## What you should do
Copy the data exactly, keeping every line intact.

- - - - - - -

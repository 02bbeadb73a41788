//! Rule evaluation against a candidate change event.
//!
//! Both checks are pure functions of the event and the rule set. Within a
//! rule set the dimensions are OR'd: one matching pattern in any dimension
//! is enough.

use kubetrail_core::ChangeEvent;

use crate::pattern::{first_match, matches_any};
use crate::schema::{BlockRules, IgnoreRules};

/// Which event field a block pattern matched against.
#[derive(Debug, Clone, Copy, PartialEq, Eq)]
pub enum Dimension {
    Namespace,
    Name,
    ResourceKind,
}

impl std::fmt::Display for Dimension {
    fn fmt(&self, f: &mut std::fmt::Formatter<'_>) -> std::fmt::Result {
        match self {
            Dimension::Namespace => write!(f, "namespace"),
            Dimension::Name => write!(f, "name"),
            Dimension::ResourceKind => write!(f, "resource_kind"),
        }
    }
}

/// A block rule hit.
#[derive(Debug, Clone, PartialEq, Eq)]
pub struct BlockMatch {
    /// The pattern that matched, verbatim from the rule set.
    pub pattern: String,
    pub dimension: Dimension,
    /// Denial message returned to the caller.
    pub message: String,
}

/// Whether the event should be skipped (allowed, not recorded).
pub fn should_ignore(event: &ChangeEvent, rules: Option<&IgnoreRules>) -> bool {
    let Some(rules) = rules else {
        return false;
    };
    matches_any(&event.namespace, &rules.namespace_patterns)
        || matches_any(&event.name, &rules.name_patterns)
        || matches_any(&event.resource_kind, &rules.resource_kind_patterns)
}

/// Check the event against the block rules.
///
/// A non-empty operation list gates the whole rule set. Dimensions are then
/// tried in the fixed order namespace, name, resource kind, and the first
/// matching pattern wins.
pub fn should_block(event: &ChangeEvent, rules: Option<&BlockRules>) -> Option<BlockMatch> {
    let rules = rules?;

    if !rules.operation_patterns.is_empty()
        && !rules
            .operation_patterns
            .iter()
            .any(|op| op.eq_ignore_ascii_case(event.operation.as_str()))
    {
        return None;
    }

    let checks = [
        (Dimension::Namespace, event.namespace.as_str(), &rules.namespace_patterns),
        (Dimension::Name, event.name.as_str(), &rules.name_patterns),
        (Dimension::ResourceKind, event.resource_kind.as_str(), &rules.resource_kind_patterns),
    ];

    checks.into_iter().find_map(|(dimension, value, patterns)| {
        first_match(value, patterns).map(|pattern| BlockMatch {
            pattern: pattern.to_string(),
            dimension,
            message: rules.effective_message().to_string(),
        })
    })
}
//! HTTP webhook channel.
//!
//! Each recorded change is POSTed as its JSON document. Identifying headers
//! let receivers route or deduplicate without parsing the body.

use std::collections::HashMap;

use kubetrail_core::ChangeEvent;
use reqwest::header::{HeaderMap, HeaderName, HeaderValue};
use url::Url;

use crate::traits::{Notifier, NotifyError};

pub const EVENT_ID_HEADER: &str = "x-kubetrail-event-id";
pub const OPERATION_HEADER: &str = "x-kubetrail-operation";
pub const DECISION_HEADER: &str = "x-kubetrail-decision";

#[derive(Debug)]
pub struct WebhookNotifier {
    url: Url,
    /// Static headers, sent ahead of the per-event ones.
    headers: HeaderMap,
    client: reqwest::Client,
}

impl WebhookNotifier {
    /// `${VAR}` references in the URL and header values are expanded from
    /// the environment here, so tokens never sit in plain configuration.
    pub fn new(url: &str, headers: &HashMap<String, String>) -> Result<Self, NotifyError> {
        let url = parse_webhook_url(&expand_env(url)?)?;

        let mut header_map = HeaderMap::with_capacity(headers.len());
        for (name, value) in headers {
            let name = HeaderName::from_bytes(name.as_bytes())
                .map_err(|_| NotifyError::Config(format!("invalid header name: {name}")))?;
            let value = HeaderValue::from_str(&expand_env(value)?)
                .map_err(|_| NotifyError::Config(format!("invalid value for header {name}")))?;
            header_map.insert(name, value);
        }

        Ok(Self {
            url,
            headers: header_map,
            client: reqwest::Client::new(),
        })
    }

    pub fn from_url(url: &str) -> Result<Self, NotifyError> {
        Self::new(url, &HashMap::new())
    }

    fn event_headers(&self, event: &ChangeEvent) -> HeaderMap {
        let mut headers = self.headers.clone();
        let decision = if event.allowed { "allowed" } else { "denied" };
        headers.insert(OPERATION_HEADER, HeaderValue::from_static(event.operation.as_str()));
        headers.insert(DECISION_HEADER, HeaderValue::from_static(decision));
        // IDs embed resource names, which are always valid header text.
        if let Ok(id) = HeaderValue::from_str(&event.id) {
            headers.insert(EVENT_ID_HEADER, id);
        }
        headers
    }
}

#[async_trait::async_trait]
impl Notifier for WebhookNotifier {
    async fn send(&self, event: &ChangeEvent) -> Result<(), NotifyError> {
        let response = self
            .client
            .post(self.url.clone())
            .headers(self.event_headers(event))
            .json(event)
            .send()
            .await?;

        let status = response.status();
        if !status.is_success() {
            let body = response.text().await.unwrap_or_default();
            return Err(NotifyError::Status {
                status: status.as_u16(),
                body,
            });
        }

        tracing::debug!(event_id = %event.id, status = %status, "webhook accepted change event");
        Ok(())
    }

    fn channel_name(&self) -> &str {
        "webhook"
    }
}

/// Expand every `${NAME}` from the environment; unset names are an error.
fn expand_env(input: &str) -> Result<String, NotifyError> {
    let mut out = String::with_capacity(input.len());
    let mut rest = input;

    while let Some(start) = rest.find("${") {
        out.push_str(&rest[..start]);
        let after = &rest[start + 2..];
        let end = after
            .find('}')
            .ok_or_else(|| NotifyError::Config(format!("unterminated ${{...}} in {input:?}")))?;
        let name = &after[..end];
        let value = std::env::var(name)
            .map_err(|_| NotifyError::Config(format!("environment variable {name} is not set")))?;
        out.push_str(&value);
        rest = &after[end + 1..];
    }

    out.push_str(rest);
    Ok(out)
}

/// Parse and check an expanded webhook URL. Errors never echo credentials.
fn parse_webhook_url(raw: &str) -> Result<Url, NotifyError> {
    let url = Url::parse(raw.trim())
        .map_err(|e| NotifyError::Config(format!("invalid webhook URL: {e}")))?;
    if !matches!(url.scheme(), "http" | "https") || url.host_str().is_none() {
        return Err(NotifyError::Config(format!(
            "webhook URL must be http(s) with a host: {}",
            redact_url(&url)
        )));
    }
    Ok(url)
}

/// Scheme and host only, for logs and error messages.
pub fn redact_url(url: &Url) -> String {
    match url.host_str() {
        Some(host) => format!("{}://{}", url.scheme(), host),
        None => format!("{}:", url.scheme()),
    }
}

- - - - - - -

## Solution below
repository 02bbeadb73a41788
//! Rule evaluation against a candidate change event.
//!
//! Both checks are pure functions of the event and the rule set. Within a
//! rule set the dimensions are OR'd: one matching pattern in any dimension
//! is enough.

use kubetrail_core::ChangeEvent;

use crate::pattern::{first_match, matches_any};
use crate::schema::{BlockRules, IgnoreRules};

/// Which event field a block pattern matched against.
#[derive(Debug, Clone, Copy, PartialEq, Eq)]
pub enum Dimension {
    Namespace,
    Name,
    ResourceKind,
}

impl std::fmt::Display for Dimension {
    fn fmt(&self, f: &mut std::fmt::Formatter<'_>) -> std::fmt::Result {
        match self {
            Dimension::Namespace => write!(f, "namespace"),
            Dimension::Name => write!(f, "name"),
            Dimension::ResourceKind => write!(f, "resource_kind"),
        }
    }
}

/// A block rule hit.
#[derive(Debug, Clone, PartialEq, Eq)]
pub struct BlockMatch {
    /// The pattern that matched, verbatim from the rule set.
    pub pattern: String,
    pub dimension: Dimension,
    /// Denial message returned to the caller.
    pub message: String,
}

/// Whether the event should be skipped (allowed, not recorded).
pub fn should_ignore(event: &ChangeEvent, rules: Option<&IgnoreRules>) -> bool {
    let Some(rules) = rules else {
        return false;
    };
    matches_any(&event.namespace, &rules.namespace_patterns)
        || matches_any(&event.name, &rules.name_patterns)
        || matches_any(&event.resource_kind, &rules.resource_kind_patterns)
}

/// Check the event against the block rules.
///
/// A non-empty operation list gates the whole rule set. Dimensions are then
/// tried in the fixed order namespace, name, resource kind, and the first
/// matching pattern wins.
pub fn should_block(event: &ChangeEvent, rules: Option<&BlockRules>) -> Option<BlockMatch> {
    let rules = rules?;

    if !rules.operation_patterns.is_empty()
        && !rules
            .operation_patterns
            .iter()
            .any(|op| op.eq_ignore_ascii_case(event.operation.as_str()))
    {
        return None;
    }

    let checks = [
        (Dimension::Namespace, event.namespace.as_str(), &rules.namespace_patterns),
        (Dimension::Name, event.name.as_str(), &rules.name_patterns),
        (Dimension::ResourceKind, event.resource_kind.as_str(), &rules.resource_kind_patterns),
    ];

    checks.into_iter().find_map(|(dimension, value, patterns)| {
        first_match(value, patterns).map(|pattern| BlockMatch {
            pattern: pattern.to_string(),
            dimension,
            message: rules.effective_message().to_string(),
        })
    })
}
//! HTTP webhook channel.
//!
//! Each recorded change is POSTed as its JSON document. Identifying headers
//! let receivers route or deduplicate without parsing the body.

use std::collections::HashMap;

use kubetrail_core::ChangeEvent;
use reqwest::header::{HeaderMap, HeaderName, HeaderValue};
use url::Url;

use crate::traits::{Notifier, NotifyError};

pub const EVENT_ID_HEADER: &str = "x-kubetrail-event-id";
pub const OPERATION_HEADER: &str = "x-kubetrail-operation";
pub const DECISION_HEADER: &str = "x-kubetrail-decision";

#[derive(Debug)]
pub struct WebhookNotifier {
    url: Url,
    /// Static headers, sent ahead of the per-event ones.
    headers: HeaderMap,
    client: reqwest::Client,
}

impl WebhookNotifier {
    /// `${VAR}` references in the URL and header values are expanded from
    /// the environment here, so tokens never sit in plain configuration.
    pub fn new(url: &str, headers: &HashMap<String, String>) -> Result<Self, NotifyError> {
        let url = parse_webhook_url(&expand_env(url)?)?;

        let mut header_map = HeaderMap::with_capacity(headers.len());
        for (name, value) in headers {
            let name = HeaderName::from_bytes(name.as_bytes())
                .map_err(|_| NotifyError::Config(format!("invalid header name: {name}")))?;
            let value = HeaderValue::from_str(&expand_env(value)?)
                .map_err(|_| NotifyError::Config(format!("invalid value for header {name}")))?;
            header_map.insert(name, value);
        }

        Ok(Self {
            url,
            headers: header_map,
            client: reqwest::Client::new(),
        })
    }

    pub fn from_url(url: &str) -> Result<Self, NotifyError> {
        Self::new(url, &HashMap::new())
    }

    fn event_headers(&self, event: &ChangeEvent) -> HeaderMap {
        let mut headers = self.headers.clone();
        let decision = if event.allowed { "allowed" } else { "denied" };
        headers.insert(OPERATION_HEADER, HeaderValue::from_static(event.operation.as_str()));
        headers.insert(DECISION_HEADER, HeaderValue::from_static(decision));
        // IDs embed resource names, which are always valid header text.
        if let Ok(id) = HeaderValue::from_str(&event.id) {
            headers.insert(EVENT_ID_HEADER, id);
        }
        headers
    }
}

#[async_trait::async_trait]
impl Notifier for WebhookNotifier {
    async fn send(&self, event: &ChangeEvent) -> Result<(), NotifyError> {
        let response = self
            .client
            .post(self.url.clone())
            .headers(self.event_headers(event))
            .json(event)
            .send()
            .await?;

        let status = response.status();
        if !status.is_success() {
            let body = response.text().await.unwrap_or_default();
            return Err(NotifyError::Status {
                status: status.as_u16(),
                body,
            });
        }

        tracing::debug!(event_id = %event.id, status = %status, "webhook accepted change event");
        Ok(())
    }

    fn channel_name(&self) -> &str {
        "webhook"
    }
}

/// Expand every `${NAME}` from the environment; unset names are an error.
fn expand_env(input: &str) -> Result<String, NotifyError> {
    let mut out = String::with_capacity(input.len());
    let mut rest = input;

    while let Some(start) = rest.find("${") {
        out.push_str(&rest[..start]);
        let after = &rest[start + 2..];
        let end = after
            .find('}')
            .ok_or_else(|| NotifyError::Config(format!("unterminated ${{...}} in {input:?}")))?;
        let name = &after[..end];
        let value = std::env::var(name)
            .map_err(|_| NotifyError::Config(format!("environment variable {name} is not set")))?;
        out.push_str(&value);
        rest = &after[end + 1..];
    }

    out.push_str(rest);
    Ok(out)
}

/// Parse and check an expanded webhook URL. Errors never echo credentials.
fn parse_webhook_url(raw: &str) -> Result<Url, NotifyError> {
    let url = Url::parse(raw.trim())
        .map_err(|e| NotifyError::Config(format!("invalid webhook URL: {e}")))?;
    if !matches!(url.scheme(), "http" | "https") || url.host_str().is_none() {
        return Err(NotifyError::Config(format!(
            "webhook URL must be http(s) with a host: {}",
            redact_url(&url)
        )));
    }
    Ok(url)
}

/// Scheme and host only, for logs and error messages.
pub fn redact_url(url: &Url) -> String {
    match url.host_str() {
        Some(host) => format!("{}://{}", url.scheme(), host),
        None => format!("{}:", url.scheme()),
    }
}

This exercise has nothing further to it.